Support et premiers gestes
Je tends une toile de coton brute et serrée sur un gros châssis. Je l’enduis d’un apprêt (gesso), puis je trace des signes à l’encre et au crayon : légers, délicats, subtils.
Processus : tracer, recouvrir, laisser apparaître
Je répète un cycle simple, plusieurs fois, jusqu’à trouver l’équilibre entre présence et effacement :
poser une couche de gesso ;parcourir la toile de traces légères ;observer ce qui bave, se dilue, s’efface ou résiste ;recouvrir à nouveau, pour dire et cacher.

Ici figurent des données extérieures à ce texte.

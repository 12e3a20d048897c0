//! Timeline endpoints

use axum::{
    extract::{Path, State},
    response::Json,
};

use crate::AppState;
use crate::auth::CurrentUser;
use crate::data::{Notification, Tweet};
use crate::error::AppError;
use crate::metrics::{HTTP_REQUEST_DURATION_SECONDS, observe_http_request};
use crate::service::TimelineService;

/// GET /feed
pub async fn home_feed(
    State(state): State<AppState>,
    viewer: CurrentUser,
) -> Result<Json<Vec<Tweet>>, AppError> {
    let _timer = HTTP_REQUEST_DURATION_SECONDS
        .with_label_values(&["GET", "/feed"])
        .start_timer();

    let tweets = TimelineService::new(state.db.clone())
        .home(viewer.user_id())
        .await?;

    observe_http_request("GET", "/feed", 200);
    Ok(Json(tweets))
}

/// GET /users/:username/likes
pub async fn user_likes(
    State(state): State<AppState>,
    viewer: CurrentUser,
    Path(username): Path<String>,
) -> Result<Json<Vec<Tweet>>, AppError> {
    let _timer = HTTP_REQUEST_DURATION_SECONDS
        .with_label_values(&["GET", "/users/:username/likes"])
        .start_timer();

    let tweets = TimelineService::new(state.db.clone())
        .likes(&username, viewer.user_id())
        .await?;

    observe_http_request("GET", "/users/:username/likes", 200);
    Ok(Json(tweets))
}

/// GET /notifications
pub async fn notifications(
    State(state): State<AppState>,
    viewer: CurrentUser,
) -> Result<Json<Vec<Notification>>, AppError> {
    let _timer = HTTP_REQUEST_DURATION_SECONDS
        .with_label_values(&["GET", "/notifications"])
        .start_timer();

    let notifications = TimelineService::new(state.db.clone())
        .notifications(viewer.user_id())
        .await?;

    observe_http_request("GET", "/notifications", 200);
    Ok(Json(notifications))
}
//! Session management
//!
//! Uses HMAC-signed tokens stored in cookies.
//! No server-side session storage needed.

use chrono::{DateTime, Duration, Utc};
use serde::{Deserialize, Serialize};

/// Name of the cookie carrying the session token
pub const SESSION_COOKIE_NAME: &str = "session";

/// User session data
///
/// Stored in a signed cookie. Identifies the viewer for every
/// authenticated request.
#[derive(Debug, Clone, Serialize, Deserialize)]
pub struct Session {
    /// Authenticated user ID
    pub user_id: i64,
    /// Username at login time
    pub username: String,
    /// When session was created
    pub created_at: DateTime<Utc>,
    /// When session expires
    pub expires_at: DateTime<Utc>,
}

impl Session {
    /// Start a session valid for `max_age_seconds`
    pub fn new(user_id: i64, username: impl Into<String>, max_age_seconds: i64) -> Self {
        let now = Utc::now();
        Self {
            user_id,
            username: username.into(),
            created_at: now,
            expires_at: now + Duration::seconds(max_age_seconds),
        }
    }

    /// Check if session is expired
    pub fn is_expired(&self) -> bool {
        self.expires_at < Utc::now()
    }
}

/// Create a signed session token
///
/// Token format: base64(payload).base64(hmac_sha256(payload))
///
/// # Arguments
/// * `session` - Session data to encode
/// * `secret` - HMAC secret key
///
/// # Returns
/// Signed token string
pub fn create_session_token(
    session: &Session,
    secret: &str,
) -> Result<String, crate::error::AppError> {
    use base64::{Engine as _, engine::general_purpose};
    use hmac::{Hmac, Mac};
    use sha2::Sha256;

    // 1. Serialize session to JSON
    let payload =
        serde_json::to_string(session).map_err(|e| crate::error::AppError::Internal(e.into()))?;

    // 2. Base64 encode the payload
    let payload_b64 = general_purpose::URL_SAFE_NO_PAD.encode(payload.as_bytes());

    // 3. Create HMAC-SHA256 signature
    type HmacSha256 = Hmac<Sha256>;
    let mut mac = HmacSha256::new_from_slice(secret.as_bytes())
        .map_err(|e| crate::error::AppError::Encryption(e.to_string()))?;
    mac.update(payload_b64.as_bytes());
    let signature = mac.finalize().into_bytes();
    let signature_b64 = general_purpose::URL_SAFE_NO_PAD.encode(signature);

    // 4. Return "{payload}.{signature}"
    Ok(format!("{}.{}", payload_b64, signature_b64))
}

/// Verify and decode a session token
///
/// # Errors
/// `Unauthorized` if the signature is wrong, the token is malformed
/// or the session has expired
pub fn verify_session_token(token: &str, secret: &str) -> Result<Session, crate::error::AppError> {
    use base64::{Engine as _, engine::general_purpose};
    use hmac::{Hmac, Mac};
    use sha2::Sha256;

    let Some((payload_b64, signature_b64)) = token.split_once('.') else {
        return Err(crate::error::AppError::Unauthorized);
    };

    type HmacSha256 = Hmac<Sha256>;
    let mut mac = HmacSha256::new_from_slice(secret.as_bytes())
        .map_err(|e| crate::error::AppError::Encryption(e.to_string()))?;
    mac.update(payload_b64.as_bytes());

    let expected_signature = general_purpose::URL_SAFE_NO_PAD
        .decode(signature_b64)
        .map_err(|_| crate::error::AppError::Unauthorized)?;

    mac.verify_slice(&expected_signature)
        .map_err(|_| crate::error::AppError::Unauthorized)?;

    let payload_bytes = general_purpose::URL_SAFE_NO_PAD
        .decode(payload_b64)
        .map_err(|_| crate::error::AppError::Unauthorized)?;

    let session: Session =
        serde_json::from_slice(&payload_bytes).map_err(|_| crate::error::AppError::Unauthorized)?;

    if session.is_expired() {
        return Err(crate::error::AppError::Unauthorized);
    }

    Ok(session)
}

C’est ce qui est caché qui m’intéresse : cette façon d’aller voir au-delà, à l’intérieur. Surface et profondeur — extérieur et intérieur — sont étroitement liés.
-
Matière, transparences, superpositionsJe termine par une couche d’acrylique blanche, sur laquelle je peux encore dessiner. Les signes se trouvent alors sur la peinture, dans la peinture et derrière la peinture. Le médium pénètre légèrement la toile, la recouvre ou s’y trouve comme retenu. Mon intervention et le support se mêlent en profondeur, même si la surface demeure la plus visible : il s’agit de transparences et de superpositions.
Expérience de regardLe grand format d’une toile presque blanche, traversée de signes délicats et aériens, peut susciter une émotion paisible. Etrangement, certains signes dessinés à l’encre de Chine ont une couleur bleutée, due au mélange de la peinture ou de l’apprêt.
Et s’approcher du tableau ouvre une introspection, à la fois du travail et de soi-même : j’invite à regarder les détails qui se trouvent au-delà, plus loin, à l’intérieur du tableau. Il s’agit d’un travail d’intériorité.